Now this is a solid melodramatic set-up, and at first Baitz competently cues us to wait for a slow drip of revelation to accelerate into confrontation. But when that showdown finally comes, it's a bit of a let-down, because what Baitz seemed to promise as the distinctive twist of his plot, i.e., a battle royale between the mental stances shaping our two leading political styles (the denial of the right vs. the narcissism of the left), never actually materializes. Indeed, Baitz never engages with what it means to be a Republican today; racism, homophobia, torture, the subjugation of women, the denial of science - none of the truly toxic aspects of the far right are aired here (probably because they would make the play's melodramatic frame collapse). And at any rate, nobody's politics shift even an iota over the course of the drama, and the climax pivots entirely on familiar cliches of family loyalty. At the finish we really feel someone should pass through saying, "Nothing new to see here, move along now, move along."
|Photos: Craig Bailey|
I guess you could argue Brooke mellows a bit in her aggressive New Age defenses - but is that enough to justify two and a half hours of complicated exposition and dramatic construction? I'd argue no. But clearly SpeakEasy feels otherwise - indeed, they even claim in their program notes that Jon Robin Baitz is "the Arthur Miller of our time."
Uh-huh. I guess time will tell. In the meantime, there are mild pleasures to be had from Other Desert Cities, thanks to a crack cast and director Scott Edmiston's customary skill. The stand-out is local light Anne Gottlieb (at left, with memoir), who manages to make the sensitive, self-obsessed Brooke not nearly as obnoxious as she might be in less skillful hands. If anything, newcomer Christopher M. Smith is even a bit better in the lesser role of her politically-neutral brother; precisely cast and precisely directed, Smith makes superficiality seem like so much more than it is. Just as skillful is the reliable Nancy E. Carroll as Aunt Silda, but you know, she could probably play this part (basically a set of snappy one-liners) in her sleep; and sadly, the moment Silda opens out into a conflicted character, Baitz drops her like a hot patio tile.

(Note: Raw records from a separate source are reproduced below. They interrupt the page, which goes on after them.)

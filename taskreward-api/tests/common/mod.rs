//! Common test utilities for integration tests
//!
//! Builds the full router over an in-memory store, so these tests need no
//! database. Users can be seeded directly (skipping password hashing) and
//! tokens are minted with the same issuer the app validates against.

#![allow(dead_code)]

use axum::body::Body;
use axum::http::{Request, StatusCode};
use serde_json::Value;
use std::collections::HashMap;
use std::sync::Arc;
use taskreward_api::app::{build_router, AppState};
use taskreward_api::config::Config;
use taskreward_shared::auth::jwt::TokenIssuer;
use taskreward_shared::models::user::{NewUser, User};
use taskreward_shared::service::RewardService;
use taskreward_shared::store::memory::MemoryRewardStore;
use taskreward_shared::store::UserLedger;
use tower::ServiceExt;

pub const TEST_JWT_SECRET: &str = "test-secret-key-at-least-32-bytes-long";

/// Test context containing all necessary resources
pub struct TestContext {
    pub store: MemoryRewardStore,
    pub state: AppState,
    pub app: axum::Router,
}

impl TestContext {
    pub fn new() -> Self {
        let vars: HashMap<&str, &str> = [
            ("DATABASE_URL", "postgresql://unused/unused"),
            ("JWT_SECRET", TEST_JWT_SECRET),
            ("COMPLETION_TIMEOUT_SECS", "5"),
        ]
        .into_iter()
        .collect();
        let config = Config::from_lookup(|key| vars.get(key).map(|v| v.to_string()))
            .expect("Test configuration should be valid");

        let store = MemoryRewardStore::new();
        let service = RewardService::new(Arc::new(store.clone()), config.completion_config());
        let state = AppState::new(service, config);
        let app = build_router(state.clone());

        Self { store, state, app }
    }

    pub fn tokens(&self) -> &TokenIssuer {
        &self.state.tokens
    }

    /// Inserts a user without going through registration
    pub async fn seed_user(&self, login: &str) -> User {
        self.store
            .insert_user(NewUser {
                login: login.to_string(),
                password_hash: "unused".to_string(),
                refer_id: None,
            })
            .await
            .expect("Failed to seed user")
    }

    /// Seeds a user and returns it with a valid bearer header value
    pub async fn seed_user_with_token(&self, login: &str) -> (User, String) {
        let user = self.seed_user(login).await;
        let token = self.tokens().issue(&user).expect("Failed to issue token");
        (user, format!("Bearer {}", token))
    }

    /// Sends one request through the router and decodes the JSON body
    pub async fn send(
        &self,
        method: &str,
        uri: &str,
        auth: Option<&str>,
        body: Option<Value>,
    ) -> (StatusCode, Value) {
        let mut builder = Request::builder().method(method).uri(uri);
        if let Some(auth) = auth {
            builder = builder.header("authorization", auth);
        }

        let request = match body {
            Some(json) => builder
                .header("content-type", "application/json")
                .body(Body::from(json.to_string())),
            None => builder.body(Body::empty()),
        }
        .expect("Failed to build request");

        let response = self.app.clone().oneshot(request).await.expect("Router failed");
        let status = response.status();

        let bytes = axum::body::to_bytes(response.into_body(), usize::MAX)
            .await
            .expect("Failed to read body");
        let json = if bytes.is_empty() {
            Value::Null
        } else {
            serde_json::from_slice(&bytes).unwrap_or_else(|_| {
                Value::String(String::from_utf8_lossy(&bytes).into_owned())
            })
        };

        (status, json)
    }
}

Front and center are the mysterious Republican parents, who are supposed to intrigue us with their curious mix of nasty clubhouse politics and easy-going, good-natured fun. This combination isn't such a mystery, of course; nor does the portrayal of Jews celebrating Christmas at the country club with the Reagan crowd exactly knock us for a loop. If Baitz had scratched the surface of these characters, he might have revealed a truly disturbing portrait of a certain kind of nervous, amoral ambition on the make. But he doesn't seem able to see that far dramatically; I think narcissism has shaped his drama more than he realizes. At any rate, the reliable Karen MacDonald and Munson Hicks both hold us, but they're both subtly mis-cast (neither is quite old enough, and the hearty MacDonald has trouble conveying brittle ruthlessness - while Hicks offers little sense of hidden depth).
A few other aspects of the production don't feel quite right - set designer Janie E. Howland seems to be aiming for David Hockney, for instance, but misses (although costumer Charles Schoonmaker pretty much nails Palm Springs chic). Still, in general the surface is strong - Edmiston knows how to direct the well-made-play polish of Baitz's banter, and the cast is more than up to his culture-lite demands. Indeed, if you squinted, you might even mistake all this for Arthur Miller, I suppose.
If you'd never seen Arthur Miller, that is.